SmartBar was Les Mills International’s first attempt at developing branded fitness hardware. In the early stages of development the company worked with Better by Design, an arm of New Zealand Trade and Enterprise, who consulted on the design process and helped orchestrate the design collaboration with 4ormfunction. The development of the product took around three years, during which the designers and consultants sought extensive user insight and undertook iterative testing.

Aside from its commercial success, SmartBar has received a number of accolades from design and marketing professionals. It has an international Red Dot Design Award for product design, a TVNZ Marketing Award and it helped secure Les Mills International the supreme award at the 2012 Westpac Business Awards.

Within New Zealand product design, there are too few instances of products conquering international markets. David Lovegrove, founder of 4ormfunction, who designed the SmartBar and fellow Purple Pin-winning product SmartStep, puts the success, in part, down to collaboration.

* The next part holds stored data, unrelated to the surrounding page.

//! JSON-file settings store under the user configuration directory.
//!
//! One file holds the layered settings tree, one file per device category
//! holds that category's preset dict. Writes go through a temp file and a
//! rename so a crash mid-write never leaves a half-written tree behind.
//! Missing files read as defaults, not errors.

use std::collections::BTreeMap;
use std::fs;
use std::path::{Path, PathBuf};

use serde::de::DeserializeOwned;
use serde::Serialize;
use tracing::{debug, warn};

use super::SettingsStore;
use crate::error::{LightError, Result};
use crate::layout::DeviceKind;
use crate::settings::SettingsData;
use crate::timeline::CustomRgbConfig;

/// File-backed settings store.
pub struct JsonStore {
    root: PathBuf,
}

impl JsonStore {
    /// Open the store at the default per-user location
    /// (`<config_dir>/zrgb/`), creating it if needed.
    pub fn open_default() -> Result<Self> {
        let root = dirs::config_dir()
            .ok_or_else(|| LightError::Store("could not determine config directory".to_string()))?
            .join("zrgb");
        Self::open(root)
    }

    /// Open the store at an explicit root directory.
    pub fn open(root: impl Into<PathBuf>) -> Result<Self> {
        let root = root.into();
        fs::create_dir_all(&root)?;
        debug!(root = %root.display(), "Opened settings store");
        Ok(Self { root })
    }

    pub fn root(&self) -> &Path {
        &self.root
    }

    pub fn settings_path(&self) -> PathBuf {
        self.root.join("settings.json")
    }

    pub fn presets_path(&self, device: DeviceKind) -> PathBuf {
        self.root.join(format!("presets-{}.json", device.id()))
    }

    fn read_or_default<T: DeserializeOwned + Default>(path: &Path) -> Result<T> {
        if !path.exists() {
            debug!(path = %path.display(), "No file yet, using defaults");
            return Ok(T::default());
        }
        let contents = fs::read_to_string(path)?;
        serde_json::from_str(&contents).map_err(|e| {
            LightError::SettingsParse(format!("{}: {e}", path.display()))
        })
    }

    fn write_atomic<T: Serialize>(path: &Path, value: &T) -> Result<()> {
        let json = serde_json::to_string_pretty(value)
            .map_err(|e| LightError::Store(format!("serialize {}: {e}", path.display())))?;
        let tmp = path.with_extension("json.tmp");
        fs::write(&tmp, json)?;
        fs::rename(&tmp, path)?;
        Ok(())
    }
}

impl SettingsStore for JsonStore {
    fn load_settings(&self) -> Result<SettingsData> {
        let mut data: SettingsData = Self::read_or_default(&self.settings_path())?;
        data.ensure_defaults();
        Ok(data)
    }

    fn save_settings(&self, data: &SettingsData) -> Result<()> {
        Self::write_atomic(&self.settings_path(), data)
    }

    fn load_presets(&self, device: DeviceKind) -> Result<BTreeMap<String, CustomRgbConfig>> {
        Self::read_or_default(&self.presets_path(device))
    }

    fn save_preset(&self, device: DeviceKind, name: &str, config: &CustomRgbConfig) -> Result<()> {
        let mut presets = self.load_presets(device)?;
        presets.insert(name.to_string(), config.clone());
        Self::write_atomic(&self.presets_path(device), &presets)
    }

    fn delete_preset(&self, device: DeviceKind, name: &str) -> Result<()> {
        let mut presets = self.load_presets(device)?;
        if presets.remove(name).is_none() {
            warn!(preset = %name, "Delete of preset not present on disk");
        }
        Self::write_atomic(&self.presets_path(device), &presets)
    }
}

#[cfg(test)]
mod tests {
    use super::*;
    use crate::color::Rgb;
    use crate::timeline::Keyframe;

    fn store() -> (tempfile::TempDir, JsonStore) {
        let dir = tempfile::tempdir().unwrap();
        let store = JsonStore::open(dir.path().join("zrgb")).unwrap();
        (dir, store)
    }

    fn timeline(speed: u8) -> CustomRgbConfig {
        CustomRgbConfig {
            speed,
            brightness: 80,
            keyframes: vec![Keyframe(vec![Rgb(10, 20, 30); 8])],
        }
    }

    #[test]
    fn test_missing_files_read_as_defaults() {
        let (_dir, store) = store();
        let settings = store.load_settings().unwrap();
        assert!(settings.per_app.contains_key(crate::settings::DEFAULT_APP_ID));
        assert!(store.load_presets(DeviceKind::LegionGo).unwrap().is_empty());
    }

    #[test]
    fn test_settings_round_trip() {
        let (_dir, store) = store();
        let mut data = store.load_settings().unwrap();
        data.power_led_enabled = false;
        data.active_preset = Some("wave".to_string());
        store.save_settings(&data).unwrap();

        let reloaded = store.load_settings().unwrap();
        assert!(!reloaded.power_led_enabled);
        assert_eq!(reloaded.active_preset.as_deref(), Some("wave"));
    }

    #[test]
    fn test_preset_round_trip_and_delete() {
        let (_dir, store) = store();
        store
            .save_preset(DeviceKind::LegionGo, "wave", &timeline(5))
            .unwrap();
        store
            .save_preset(DeviceKind::LegionGo, "pulse", &timeline(15))
            .unwrap();

        let presets = store.load_presets(DeviceKind::LegionGo).unwrap();
        assert_eq!(presets.len(), 2);
        assert_eq!(presets["wave"], timeline(5));

        store.delete_preset(DeviceKind::LegionGo, "wave").unwrap();
        let presets = store.load_presets(DeviceKind::LegionGo).unwrap();
        assert!(!presets.contains_key("wave"));
        assert!(presets.contains_key("pulse"));
    }

    #[test]
    fn test_presets_are_partitioned_by_device() {
        let (_dir, store) = store();
        store
            .save_preset(DeviceKind::LegionGo, "wave", &timeline(5))
            .unwrap();
        assert!(store.load_presets(DeviceKind::MsiClaw).unwrap().is_empty());
    }

    #[test]
    fn test_corrupt_file_is_a_parse_error() {
        let (_dir, store) = store();
        fs::write(store.settings_path(), "{not json").unwrap();
        assert!(matches!(
            store.load_settings(),
            Err(LightError::SettingsParse(_))
        ));
    }
}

“While 4ormfunction, Christchurch were the hands on designers and engineers it was a collaborative team effort with the team at Les Mills in Auckland. The product would not be as good as it is without each other’s expertise. Evolving a mature design, or doing a facelift is generally straight forward and without risk. When you push to innovate and as a result create new Intellectual Property you embark on different journey. It is a tougher assignment – in that there are many more processes you need to undertake in order to reduce the risk when la launching an altogether new product onto the market.”